Three Poems from This Alchemy:
for the children
the mother is speaking to her infant bending over her delicate body the mother is speaking bending close whispering among the sirens the tumults the cranes the mother who is bending so close for her child to hear two tiny ears two luminescent shells the mother is whispering into them so close her breath tickling the faint hairs of her infant’s head the mother who is speaking in chinese portuguese is speaking afrikaans is speaking celtic the mother sounding the words in slovak german french the mother faintly uttering to her baby between the rails the commuter terminals is speaking japanese vietnamese between the switch hotels between the aluminum the chrome the steel between the silicon chip and the sound bite she is speaking softly into the delicate ears of her beloved’s head in arabic in patois in hindustani polish italian spanish speaking murmuring whispering holding her child high now raising her child with strong arms amidst the refineries and fists of anguish the furious skies the torturer’s exacting knife the mother a delicate intrusion of power amidst mendacity greed and terror sounding the clicks of the african tongue bringing the infant back murmuring ferociously in english russian swedish dutch hebrew greek each mother insisting: you are you are and except for you what is holy is gone but because of you may be returning the mother is saying amidst the exhaust and exhaustion the corruptible coin and the frenzy the mother nevertheless a whisper a fragrance a shining articulation pouring into the waters of her infant’s head: remember what I am saying remember what I am claiming: nothing can ever deny you nothing can ever destroy you:
you are you are you are
On the shoulder of a rain-filled day, a man slips off a curb and goes down.

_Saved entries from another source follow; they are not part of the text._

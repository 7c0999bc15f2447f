//! In-app messaging between trip participants.
//!
//! Every trip has at most one thread. The driver joins it when it is created and each
//! passenger joins when their booking is confirmed. Two users who share a booking can
//! also hold one direct thread with no trip attached.

use chrono::Utc;
use entity::sea_orm_active_enums::MessageType;
use sea_orm::{ConnectionTrait, DatabaseConnection, DbErr, TransactionTrait};
use serde_json::json;

use crate::server::{
    data::{
        booking::BookingRepository, message::MessageRepository, trip::TripRepository,
        user::UserRepository,
    },
    error::AppError,
    model::{
        message::{ChatMessage, ThreadDetail, ThreadSummary, MAX_MESSAGE_LENGTH},
        notification::{NotificationEvent, NotificationKind},
        trip::Trip,
    },
    service::notification::NotificationService,
};

/// Adds `user_id` to the trip's thread, creating the thread with the driver when missing.
///
/// # Returns
/// - `Ok(i32)` - ID of the trip thread
/// - `Err(DbErr)` - Database error
pub(crate) async fn join_trip_thread<C: ConnectionTrait>(
    db: &C,
    trip: &Trip,
    user_id: i32,
) -> Result<i32, DbErr> {
    let repo = MessageRepository::new(db);

    let thread = match repo.find_thread_by_trip(trip.id).await? {
        Some(thread) => thread,
        None => {
            let thread = repo
                .create_thread(Some(trip.id), Some(trip.route()))
                .await?;
            repo.add_participant(thread.id, trip.driver_id).await?;
            thread
        }
    };
    repo.add_participant(thread.id, user_id).await?;

    Ok(thread.id)
}

pub struct MessageService<'a> {
    db: &'a DatabaseConnection,
}

impl<'a> MessageService<'a> {
    pub fn new(db: &'a DatabaseConnection) -> Self {
        Self { db }
    }

    /// Gets the user's threads, most recently active first.
    pub async fn get_threads(&self, user_id: i32) -> Result<Vec<ThreadSummary>, AppError> {
        let repo = MessageRepository::new(self.db);
        let mut threads = Vec::new();

        for participation in repo.participations_of(user_id).await? {
            let Some(thread) = repo.find_thread(participation.thread_id).await? else {
                continue;
            };

            threads.push(ThreadSummary {
                id: thread.id,
                trip_id: thread.trip_id,
                subject: thread.subject,
                participant_ids: repo.participant_ids(thread.id).await?,
                last_message: repo.last_message(thread.id).await?,
                last_message_at: thread.last_message_at,
                unread_count: repo
                    .unread_count(thread.id, user_id, participation.last_read_at)
                    .await?,
            });
        }

        threads.sort_by(|a, b| {
            b.last_message_at
                .cmp(&a.last_message_at)
                .then_with(|| b.id.cmp(&a.id))
        });

        Ok(threads)
    }

    /// Gets a thread with its messages and marks it read for the viewer.
    ///
    /// # Returns
    /// - `Ok(ThreadDetail)` - Thread and messages, oldest first
    /// - `Err(AppError::NotFound)` - No such thread
    /// - `Err(AppError::Forbidden)` - Viewer is not a participant
    pub async fn get_thread(
        &self,
        user_id: i32,
        thread_id: i32,
    ) -> Result<ThreadDetail, AppError> {
        let repo = MessageRepository::new(self.db);
        let thread = self.participant_thread(user_id, thread_id).await?;

        let detail = ThreadDetail {
            id: thread.id,
            trip_id: thread.trip_id,
            subject: thread.subject,
            participant_ids: repo.participant_ids(thread.id).await?,
            messages: repo.get_messages(thread.id).await?,
        };
        repo.mark_read(thread.id, user_id, Utc::now()).await?;

        Ok(detail)
    }

    /// Posts a message and notifies the other participants.
    ///
    /// # Arguments
    /// - `sender_id` - Posting participant
    /// - `thread_id` - Target thread
    /// - `content` - Message text, trimmed, 1..=2000 characters
    /// - `message_type` - Text, location or system
    ///
    /// # Returns
    /// - `Ok(ChatMessage)` - Stored message
    /// - `Err(AppError::BadRequest)` - Empty or too long
    /// - `Err(AppError::Forbidden)` - Sender is not a participant
    pub async fn send(
        &self,
        sender_id: i32,
        thread_id: i32,
        content: &str,
        message_type: MessageType,
    ) -> Result<ChatMessage, AppError> {
        let content = message_body(content)?;

        self.participant_thread(sender_id, thread_id).await?;

        let txn = self.db.begin().await?;
        let repo = MessageRepository::new(&txn);

        let message = repo
            .create_message(thread_id, sender_id, message_type, content.to_string())
            .await?;
        repo.mark_read(thread_id, sender_id, message.created_at)
            .await?;

        let recipients: Vec<i32> = repo
            .participant_ids(thread_id)
            .await?
            .into_iter()
            .filter(|&id| id != sender_id)
            .collect();
        let preview: String = content.chars().take(100).collect();
        let event = NotificationEvent::new(NotificationKind::NewMessage, "New message", preview)
            .with_data(json!({ "thread_id": thread_id, "message_id": message.id }));
        NotificationService::new(&txn)
            .notify(&recipients, &event)
            .await?;

        txn.commit().await?;

        Ok(message)
    }

    /// Opens, or returns, the conversation of a trip.
    ///
    /// # Returns
    /// - `Ok(ThreadDetail)` - The trip thread
    /// - `Err(AppError::NotFound)` - No such trip
    /// - `Err(AppError::Forbidden)` - Caller is neither the driver nor a confirmed passenger
    pub async fn start_trip_conversation(
        &self,
        user_id: i32,
        trip_id: i32,
    ) -> Result<ThreadDetail, AppError> {
        let trip = TripRepository::new(self.db)
            .find_by_id(trip_id)
            .await?
            .ok_or_else(|| AppError::NotFound("Trip not found".to_string()))?;

        if trip.driver_id != user_id
            && BookingRepository::new(self.db)
                .find_confirmed(trip.id, user_id)
                .await?
                .is_none()
        {
            return Err(AppError::Forbidden(
                "Only the driver and confirmed passengers can message about this trip"
                    .to_string(),
            ));
        }

        let txn = self.db.begin().await?;
        let thread_id = join_trip_thread(&txn, &trip, user_id).await?;
        txn.commit().await?;

        self.get_thread(user_id, thread_id).await
    }

    /// Opens, or reuses, the direct thread with another user and posts a first message.
    ///
    /// # Arguments
    /// - `user_id` - Caller
    /// - `other_id` - User to write to
    /// - `content` - Opening message, same limits as [`Self::send`]
    ///
    /// # Returns
    /// - `Ok(ThreadDetail)` - The direct thread including the new message
    /// - `Err(AppError::BadRequest)` - Writing to yourself, or an empty or too long message
    /// - `Err(AppError::NotFound)` - No such user
    /// - `Err(AppError::Forbidden)` - Neither user ever booked a trip driven by the other
    pub async fn start_direct_conversation(
        &self,
        user_id: i32,
        other_id: i32,
        content: &str,
    ) -> Result<ThreadDetail, AppError> {
        if user_id == other_id {
            return Err(AppError::BadRequest(
                "You cannot message yourself".to_string(),
            ));
        }
        let content = message_body(content)?;

        if UserRepository::new(self.db)
            .find_by_id(other_id)
            .await?
            .is_none()
        {
            return Err(AppError::NotFound("User not found".to_string()));
        }
        if !BookingRepository::new(self.db)
            .are_connected(user_id, other_id)
            .await?
        {
            return Err(AppError::Forbidden(
                "You can only message users you have traveled with".to_string(),
            ));
        }

        let txn = self.db.begin().await?;
        let repo = MessageRepository::new(&txn);
        let thread = match repo.find_direct_thread(user_id, other_id).await? {
            Some(thread) => thread,
            None => {
                let thread = repo.create_thread(None, None).await?;
                repo.add_participant(thread.id, user_id).await?;
                repo.add_participant(thread.id, other_id).await?;
                thread
            }
        };
        txn.commit().await?;

        self.send(user_id, thread.id, content, MessageType::Text)
            .await?;

        self.get_thread(user_id, thread.id).await
    }

    /// Deletes one of the caller's own messages for every participant.
    ///
    /// # Returns
    /// - `Ok(())` - Message hidden
    /// - `Err(AppError::NotFound)` - No such message, already deleted, or sent by someone else
    pub async fn delete_message(&self, user_id: i32, message_id: i32) -> Result<(), AppError> {
        let repo = MessageRepository::new(self.db);

        let message = repo
            .find_message(message_id)
            .await?
            .filter(|message| message.sender_id == user_id)
            .ok_or_else(|| AppError::NotFound("Message not found".to_string()))?;
        repo.soft_delete(message.id).await?;

        Ok(())
    }

    /// Total unread messages across the user's threads.
    pub async fn unread_count(&self, user_id: i32) -> Result<u64, AppError> {
        let repo = MessageRepository::new(self.db);
        let mut total = 0;

        for participation in repo.participations_of(user_id).await? {
            total += repo
                .unread_count(participation.thread_id, user_id, participation.last_read_at)
                .await?;
        }

        Ok(total)
    }

    pub async fn mark_read(&self, user_id: i32, thread_id: i32) -> Result<(), AppError> {
        self.participant_thread(user_id, thread_id).await?;

        MessageRepository::new(self.db)
            .mark_read(thread_id, user_id, Utc::now())
            .await?;

        Ok(())
    }

    async fn participant_thread(
        &self,
        user_id: i32,
        thread_id: i32,
    ) -> Result<entity::message_thread::Model, AppError> {
        let repo = MessageRepository::new(self.db);

        let thread = repo
            .find_thread(thread_id)
            .await?
            .ok_or_else(|| AppError::NotFound("Thread not found".to_string()))?;
        if !repo.is_participant(thread_id, user_id).await? {
            return Err(AppError::Forbidden(
                "You are not a participant of this thread".to_string(),
            ));
        }

        Ok(thread)
    }
}

/// Trims a message body and checks its length.
fn message_body(content: &str) -> Result<&str, AppError> {
    let content = content.trim();
    if content.is_empty() {
        return Err(AppError::BadRequest("Message cannot be empty".to_string()));
    }
    if content.chars().count() > MAX_MESSAGE_LENGTH {
        return Err(AppError::BadRequest(format!(
            "Message cannot exceed {} characters",
            MAX_MESSAGE_LENGTH
        )));
    }
    Ok(content)
}
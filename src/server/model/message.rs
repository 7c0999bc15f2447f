//! Messaging domain models.

use chrono::{DateTime, Utc};
use entity::sea_orm_active_enums::MessageType;

use crate::model::message::{ChatMessageDto, ThreadDetailDto, ThreadSummaryDto};

/// Longest accepted message body, in characters.
pub const MAX_MESSAGE_LENGTH: usize = 2000;

#[derive(Debug, Clone, PartialEq)]
pub struct ChatMessage {
    pub id: i32,
    pub thread_id: i32,
    pub sender_id: i32,
    pub message_type: MessageType,
    pub content: String,
    pub created_at: DateTime<Utc>,
}

impl ChatMessage {
    pub fn from_entity(entity: entity::message::Model) -> Self {
        Self {
            id: entity.id,
            thread_id: entity.thread_id,
            sender_id: entity.sender_id,
            message_type: entity.message_type,
            content: entity.content,
            created_at: entity.created_at,
        }
    }

    pub fn into_dto(self) -> ChatMessageDto {
        ChatMessageDto {
            id: self.id,
            thread_id: self.thread_id,
            sender_id: self.sender_id,
            message_type: self.message_type,
            content: self.content,
            created_at: self.created_at,
        }
    }
}

/// A thread as listed in a user's inbox.
#[derive(Debug, Clone, PartialEq)]
pub struct ThreadSummary {
    pub id: i32,
    pub trip_id: Option<i32>,
    pub subject: Option<String>,
    pub participant_ids: Vec<i32>,
    pub last_message: Option<ChatMessage>,
    pub last_message_at: Option<DateTime<Utc>>,
    /// Messages from other participants newer than the viewer's `last_read_at`
    pub unread_count: u64,
}

impl ThreadSummary {
    pub fn into_dto(self) -> ThreadSummaryDto {
        ThreadSummaryDto {
            id: self.id,
            trip_id: self.trip_id,
            subject: self.subject,
            participant_ids: self.participant_ids,
            last_message: self.last_message.map(ChatMessage::into_dto),
            last_message_at: self.last_message_at,
            unread_count: self.unread_count,
        }
    }
}

/// A thread with its full message history, oldest first.
#[derive(Debug, Clone, PartialEq)]
pub struct ThreadDetail {
    pub id: i32,
    pub trip_id: Option<i32>,
    pub subject: Option<String>,
    pub participant_ids: Vec<i32>,
    pub messages: Vec<ChatMessage>,
}

impl ThreadDetail {
    pub fn into_dto(self) -> ThreadDetailDto {
        ThreadDetailDto {
            id: self.id,
            trip_id: self.trip_id,
            subject: self.subject,
            participant_ids: self.participant_ids,
            messages: self.messages.into_iter().map(ChatMessage::into_dto).collect(),
        }
    }
}
use sea_orm_migration::{prelude::*, schema::*};

use super::{
    m20260105_000001_create_user_table::User,
    m20260105_000012_create_message_thread_table::MessageThread,
};

#[derive(DeriveMigrationName)]
pub struct Migration;

#[async_trait::async_trait]
impl MigrationTrait for Migration {
    async fn up(&self, manager: &SchemaManager) -> Result<(), DbErr> {
        manager
            .create_table(
                Table::create()
                    .table(ThreadParticipant::Table)
                    .if_not_exists()
                    .col(pk_auto(ThreadParticipant::Id))
                    .col(integer(ThreadParticipant::ThreadId))
                    .col(integer(ThreadParticipant::UserId))
                    .col(timestamp_with_time_zone_null(ThreadParticipant::LastReadAt))
                    .col(
                        timestamp_with_time_zone(ThreadParticipant::JoinedAt)
                            .default(Expr::current_timestamp()),
                    )
                    .foreign_key(
                        ForeignKey::create()
                            .name("fk_thread_participant_thread_id")
                            .from(ThreadParticipant::Table, ThreadParticipant::ThreadId)
                            .to(MessageThread::Table, MessageThread::Id)
                            .on_delete(ForeignKeyAction::Cascade)
                            .on_update(ForeignKeyAction::Cascade),
                    )
                    .foreign_key(
                        ForeignKey::create()
                            .name("fk_thread_participant_user_id")
                            .from(ThreadParticipant::Table, ThreadParticipant::UserId)
                            .to(User::Table, User::Id)
                            .on_delete(ForeignKeyAction::Cascade)
                            .on_update(ForeignKeyAction::Cascade),
                    )
                    .to_owned(),
            )
            .await?;

        manager
            .create_index(
                Index::create()
                    .name("idx_thread_participant_thread_user")
                    .table(ThreadParticipant::Table)
                    .col(ThreadParticipant::ThreadId)
                    .col(ThreadParticipant::UserId)
                    .unique()
                    .to_owned(),
            )
            .await
    }

    async fn down(&self, manager: &SchemaManager) -> Result<(), DbErr> {
        manager
            .drop_table(Table::drop().table(ThreadParticipant::Table).to_owned())
            .await
    }
}

#[derive(DeriveIden)]
pub enum ThreadParticipant {
    Table,
    Id,
    ThreadId,
    UserId,
    LastReadAt,
    JoinedAt,
}
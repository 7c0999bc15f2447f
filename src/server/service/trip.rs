//! Trip publishing and lifecycle.
//!
//! Status moves `scheduled ⇄ full → in_progress → completed`, or from `scheduled`/`full`
//! to `cancelled_by_driver`. `full` is derived from the seat count and is recomputed
//! whenever seats change.

use chrono::{DateTime, Utc};
use entity::sea_orm_active_enums::{
    BookingStatus, CarVerificationStatus, NegotiationStatus, OfferStatus, TripStatus,
};
use rust_decimal::Decimal;
use sea_orm::{ConnectionTrait, DatabaseConnection, TransactionTrait};
use serde_json::json;

use crate::server::{
    data::{
        booking::BookingRepository, car::CarRepository, negotiation::NegotiationRepository,
        trip::TripRepository,
    },
    error::AppError,
    model::{
        negotiation::ChainVersion,
        notification::{NotificationEvent, NotificationKind},
        trip::{CreateTripParams, PaginatedTrips, Trip, TripSearchParams, UpdateTripParams},
    },
    service::{
        message::join_trip_thread, negotiation::close_chain, notification::NotificationService,
    },
    util::pagination::total_pages,
};

/// Lowest seat price a trip may be published with, in som.
pub const MIN_SEAT_PRICE: i64 = 1_000;
/// Highest seat price a trip may be published with, in som.
pub const MAX_SEAT_PRICE: i64 = 1_000_000;

pub struct TripService<'a> {
    db: &'a DatabaseConnection,
}
//! Shared helper utilities for factory methods.

use sea_orm::{DatabaseConnection, DbErr};

static COUNTER: std::sync::atomic::AtomicU64 = std::sync::atomic::AtomicU64::new(1);

/// Gets the next unique counter value for test data.
///
/// Used to derive unique phone numbers, license plates and names across factories.
///
/// # Returns
/// - `u64` - Next unique counter value
pub fn next_id() -> u64 {
    COUNTER.fetch_add(1, std::sync::atomic::Ordering::SeqCst)
}

/// Creates a scheduled trip together with its driver and approved car.
///
/// # Arguments
/// - `db` - Database connection
///
/// # Returns
/// - `Ok((driver, car, trip))` - Tuple of created entities
/// - `Err(DbErr)` - Database error during creation
pub async fn create_trip_with_dependencies(
    db: &DatabaseConnection,
) -> Result<(entity::user::Model, entity::car::Model, entity::trip::Model), DbErr> {
    let driver = crate::factory::user::create_driver(db).await?;
    let car = crate::factory::car::create_car(db, driver.id).await?;
    let trip = crate::factory::trip::create_trip(db, driver.id, car.id).await?;

    Ok((driver, car, trip))
}

/// Creates a trip with one passenger holding a confirmed single-seat booking.
///
/// The trip's available seats already account for the booking.
///
/// # Returns
/// - `Ok((driver, passenger, trip, booking))` - Tuple of created entities
/// - `Err(DbErr)` - Database error during creation
pub async fn create_booked_trip(
    db: &DatabaseConnection,
) -> Result<
    (
        entity::user::Model,
        entity::user::Model,
        entity::trip::Model,
        entity::booking::Model,
    ),
    DbErr,
> {
    let driver = crate::factory::user::create_driver(db).await?;
    let car = crate::factory::car::create_car(db, driver.id).await?;
    let trip = crate::factory::trip::TripFactory::new(db, driver.id, car.id)
        .seats(3)
        .available_seats(2)
        .build()
        .await?;
    let passenger = crate::factory::user::create_user(db).await?;
    let booking = crate::factory::booking::create_booking(db, trip.id, passenger.id).await?;

    Ok((driver, passenger, trip, booking))
}
use chrono::{DateTime, Utc};
use entity::sea_orm_active_enums::MessageType;
use serde::{Deserialize, Serialize};
use utoipa::ToSchema;

#[derive(Debug, Clone, PartialEq, Serialize, Deserialize, ToSchema)]
pub struct ChatMessageDto {
    pub id: i32,
    pub thread_id: i32,
    pub sender_id: i32,
    pub message_type: MessageType,
    pub content: String,
    pub created_at: DateTime<Utc>,
}

#[derive(Debug, Clone, PartialEq, Serialize, Deserialize, ToSchema)]
pub struct ThreadSummaryDto {
    pub id: i32,
    pub trip_id: Option<i32>,
    pub subject: Option<String>,
    pub participant_ids: Vec<i32>,
    pub last_message: Option<ChatMessageDto>,
    pub last_message_at: Option<DateTime<Utc>>,
    pub unread_count: u64,
}

#[derive(Debug, Clone, PartialEq, Serialize, Deserialize, ToSchema)]
pub struct ThreadDetailDto {
    pub id: i32,
    pub trip_id: Option<i32>,
    pub subject: Option<String>,
    pub participant_ids: Vec<i32>,
    pub messages: Vec<ChatMessageDto>,
}

#[derive(Debug, Clone, Serialize, Deserialize, ToSchema)]
pub struct SendMessageDto {
    pub content: String,
    #[serde(default = "default_type")]
    pub message_type: MessageType,
}

#[derive(Debug, Clone, Serialize, Deserialize, ToSchema)]
pub struct DirectMessageDto {
    /// Opening message of the conversation
    pub content: String,
}

fn default_type() -> MessageType {
    MessageType::Text
}
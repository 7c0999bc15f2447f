use sea_orm_migration::{prelude::*, schema::*};

use super::m20260105_000001_create_user_table::User;

#[derive(DeriveMigrationName)]
pub struct Migration;

#[async_trait::async_trait]
impl MigrationTrait for Migration {
    async fn up(&self, manager: &SchemaManager) -> Result<(), DbErr> {
        manager
            .create_table(
                Table::create()
                    .table(Car::Table)
                    .if_not_exists()
                    .col(pk_auto(Car::Id))
                    .col(integer(Car::DriverId))
                    .col(string_len(Car::Make, 64))
                    .col(string_len(Car::Model, 64))
                    .col(integer_null(Car::Year))
                    .col(string_len_null(Car::Color, 32))
                    .col(string_len_uniq(Car::LicensePlate, 16))
                    .col(integer(Car::SeatsCount).default(4))
                    .col(string_len(Car::ComfortLevel, 16).default("economy"))
                    .col(string_len(Car::VerificationStatus, 32).default("pending_verification"))
                    .col(text_null(Car::RejectionReason))
                    .col(boolean(Car::IsDefault).default(false))
                    .col(timestamp_with_time_zone(Car::CreatedAt).default(Expr::current_timestamp()))
                    .col(timestamp_with_time_zone(Car::UpdatedAt).default(Expr::current_timestamp()))
                    .foreign_key(
                        ForeignKey::create()
                            .name("fk_car_driver_id")
                            .from(Car::Table, Car::DriverId)
                            .to(User::Table, User::Id)
                            .on_delete(ForeignKeyAction::Cascade)
                            .on_update(ForeignKeyAction::Cascade),
                    )
                    .to_owned(),
            )
            .await
    }

    async fn down(&self, manager: &SchemaManager) -> Result<(), DbErr> {
        manager
            .drop_table(Table::drop().table(Car::Table).to_owned())
            .await
    }
}

#[derive(DeriveIden)]
pub enum Car {
    Table,
    Id,
    DriverId,
    Make,
    Model,
    Year,
    Color,
    LicensePlate,
    SeatsCount,
    ComfortLevel,
    VerificationStatus,
    RejectionReason,
    IsDefault,
    CreatedAt,
    UpdatedAt,
}
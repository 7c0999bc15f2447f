use chrono::{DateTime, NaiveDate, Utc};
use entity::sea_orm_active_enums::TripStatus;
use rust_decimal::Decimal;
use serde::{Deserialize, Serialize};
use utoipa::{IntoParams, ToSchema};

#[derive(Debug, Clone, PartialEq, Serialize, Deserialize, ToSchema)]
pub struct TripDto {
    pub id: i32,
    pub driver_id: i32,
    pub car_id: i32,
    pub from_location: String,
    pub to_location: String,
    pub departure_datetime: DateTime<Utc>,
    pub estimated_arrival_datetime: Option<DateTime<Utc>>,
    pub price_per_seat: Decimal,
    pub total_seats_offered: i32,
    pub available_seats: i32,
    pub status: TripStatus,
    pub additional_info: Option<String>,
    pub is_instant_booking: bool,
    pub price_negotiable: bool,
    pub allow_smoking: bool,
    pub allow_pets: bool,
    pub allow_music: bool,
    pub female_only: bool,
    pub created_at: DateTime<Utc>,
}

#[derive(Debug, Clone, Serialize, Deserialize, ToSchema)]
pub struct CreateTripDto {
    pub car_id: i32,
    pub from_location: String,
    pub to_location: String,
    pub departure_datetime: DateTime<Utc>,
    pub estimated_arrival_datetime: Option<DateTime<Utc>>,
    pub price_per_seat: Decimal,
    pub total_seats_offered: i32,
    pub additional_info: Option<String>,
    #[serde(default = "default_true")]
    pub is_instant_booking: bool,
    #[serde(default = "default_true")]
    pub price_negotiable: bool,
    #[serde(default)]
    pub allow_smoking: bool,
    #[serde(default)]
    pub allow_pets: bool,
    #[serde(default = "default_true")]
    pub allow_music: bool,
    #[serde(default)]
    pub female_only: bool,
}

fn default_true() -> bool {
    true
}

#[derive(Debug, Clone, Default, Serialize, Deserialize, ToSchema)]
pub struct UpdateTripDto {
    pub departure_datetime: Option<DateTime<Utc>>,
    pub estimated_arrival_datetime: Option<DateTime<Utc>>,
    pub price_per_seat: Option<Decimal>,
    pub total_seats_offered: Option<i32>,
    pub additional_info: Option<String>,
    pub is_instant_booking: Option<bool>,
    pub price_negotiable: Option<bool>,
    pub allow_smoking: Option<bool>,
    pub allow_pets: Option<bool>,
    pub allow_music: Option<bool>,
    pub female_only: Option<bool>,
}

/// Search filters for published trips.
#[derive(Debug, Clone, Deserialize, IntoParams)]
pub struct TripSearchQuery {
    /// Case-insensitive substring of the origin
    pub from_location: Option<String>,
    /// Case-insensitive substring of the destination
    pub to_location: Option<String>,
    /// Departure date (UTC)
    pub departure_date: Option<NaiveDate>,
    /// Minimum number of free seats, defaults to 1
    pub seats_needed: Option<i32>,
    #[serde(default)]
    pub page: u64,
    #[serde(default = "default_entries")]
    pub entries: u64,
}

fn default_entries() -> u64 {
    20
}

#[derive(Debug, Clone, Serialize, Deserialize, ToSchema)]
pub struct TripPageDto {
    pub trips: Vec<TripDto>,
    pub total: u64,
    pub page: u64,
    pub per_page: u64,
    pub total_pages: u64,
}

#[derive(Debug, Clone, Default, Serialize, Deserialize, ToSchema)]
pub struct CancelTripDto {
    pub reason: Option<String>,
}
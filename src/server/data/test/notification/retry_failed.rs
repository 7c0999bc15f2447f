use super::*;

/// Tests failed records return to the queue with a fresh attempt budget.
///
/// Expected: Ok(1), record pending with zero attempts and due immediately
#[tokio::test]
async fn requeues_failed_records() -> Result<(), DbErr> {
    let test = TestBuilder::new().with_user_tables().build().await.unwrap();
    let db = test.db.as_ref().unwrap();

    let user = factory::user::create_user(db).await?;
    let failed = factory::notification::NotificationFactory::new(db, user.id)
        .status(NotificationStatus::Failed)
        .attempts(3)
        .build()
        .await?;
    factory::notification::NotificationFactory::new(db, user.id)
        .status(NotificationStatus::Sent)
        .build()
        .await?;

    let now = Utc::now();
    let repo = NotificationRepository::new(db);
    let requeued = repo.retry_failed(now).await?;

    assert_eq!(requeued, 1);
    let stored = repo.find_by_id(failed.id).await?.unwrap();
    assert_eq!(stored.status, NotificationStatus::Pending);
    assert_eq!(stored.attempts, 0);
    assert!(repo
        .get_due(now)
        .await?
        .iter()
        .any(|notification| notification.id == failed.id));

    Ok(())
}
use entity::sea_orm_active_enums::{UserRole, UserStatus};

use crate::server::{
    data::notification::NotificationRepository,
    error::AppError,
    service::admin::{AdminService, MAX_BROADCAST_TITLE_LENGTH},
};
use test_utils::{builder::TestBuilder, factory};

/// Tests a broadcast reaches active users and honours the role filter.
///
/// Expected: four active users reached without a filter, the blocked user skipped, and
/// only the driver reached when filtering on drivers
#[tokio::test]
async fn broadcast_reaches_active_users() -> Result<(), AppError> {
    let test = TestBuilder::new().with_user_tables().build().await.unwrap();
    let db = test.db.as_ref().unwrap();

    let admin = factory::user::create_admin(db).await?;
    let passenger = factory::user::create_user(db).await?;
    factory::user::create_user(db).await?;
    let driver = factory::user::create_driver(db).await?;
    let blocked = factory::user::UserFactory::new(db)
        .status(UserStatus::Blocked)
        .build()
        .await?;
    let service = AdminService::new(db);

    let reached = service
        .broadcast(admin.id, "Holiday schedule", "Offices close on Friday", None)
        .await?;
    assert_eq!(reached, 4);

    let drivers = service
        .broadcast(
            admin.id,
            "Road works",
            "The Kamchik pass is closed at night",
            Some(UserRole::Driver),
        )
        .await?;
    assert_eq!(drivers, 1);

    let notifications = NotificationRepository::new(db);
    let (inbox, total) = notifications
        .get_for_user_paginated(driver.id, false, 0, 10)
        .await?;
    assert_eq!(total, 2);
    assert!(inbox.iter().all(|n| n.kind == "broadcast"));
    let (_, total) = notifications
        .get_for_user_paginated(passenger.id, false, 0, 10)
        .await?;
    assert_eq!(total, 1);
    let (_, total) = notifications
        .get_for_user_paginated(blocked.id, false, 0, 10)
        .await?;
    assert_eq!(total, 0);

    Ok(())
}

/// Tests broadcast text bounds after trimming.
///
/// Expected: Err(AppError::BadRequest) for a blank title and an oversized title
#[tokio::test]
async fn broadcast_validates_text() -> Result<(), AppError> {
    let test = TestBuilder::new().with_user_tables().build().await.unwrap();
    let db = test.db.as_ref().unwrap();

    let admin = factory::user::create_admin(db).await?;
    let service = AdminService::new(db);

    let blank = service.broadcast(admin.id, "   ", "Body", None).await;
    assert!(matches!(blank, Err(AppError::BadRequest(_))));

    let long_title = "t".repeat(MAX_BROADCAST_TITLE_LENGTH + 1);
    let oversized = service.broadcast(admin.id, &long_title, "Body", None).await;
    assert!(matches!(oversized, Err(AppError::BadRequest(_))));

    Ok(())
}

Down into the eyes of a passerby, down into the humiliation of childhood;
then stumbles up, and eyes averted, hurriedly walks toward his car.
Later in the bath, he will feel hot water seep into his middle-age body,
flinch at this or that resistant bone, recall he was never supple, never
athletic enough, his body a novel of desire hardly read, and thinking so
he’ll lean his head against the bathroom tile, be surprised how exquisitely
the bruises grow into yellow and blue flowers—one on his left calf, two
on this thigh—and he’ll recall how long it has been he has been this tender
with himself. Not, perhaps, since rolling off her, that time before the last,
when smiling, satisfied, he had stroked his belly round the navel, felt
his own dark wiry hairs, and turning, inhaled their mingled scents,
to sense, as he does now, the ache slowly loosen from the bone;
so that he might sit in adoration of his very own body and sense--
as he does now--
regret, for all the times he had not fallen into all that was purposely his, watching…waiting…daring him to rise.
Always I Wake
Some scientists have suggested…that all left-handed
singletons may be survivors of a vanished twin pair.
—Lawrence Wright, The New Yorker
Always I wake in a wild wind, sensing you.
It is the middle of the night, before the time you left me,
before the great ooze of light drizzled through the darkness
of our mother’s womb. At that moment, my fin beckoned
to you, but something happened, and you diminished down
into the vast waters, while I rose up and was pushed out,
alone, into the terrible air.
Because you are lost to me, I nourish myself with my left hand, only.
I have broken all mirrors in search of you.
Lately, I imagine you rescuing me, your right hand pressed
to my waist, side-stroking me to shore —
you, who have my separated heart, my face.
I, who have yours.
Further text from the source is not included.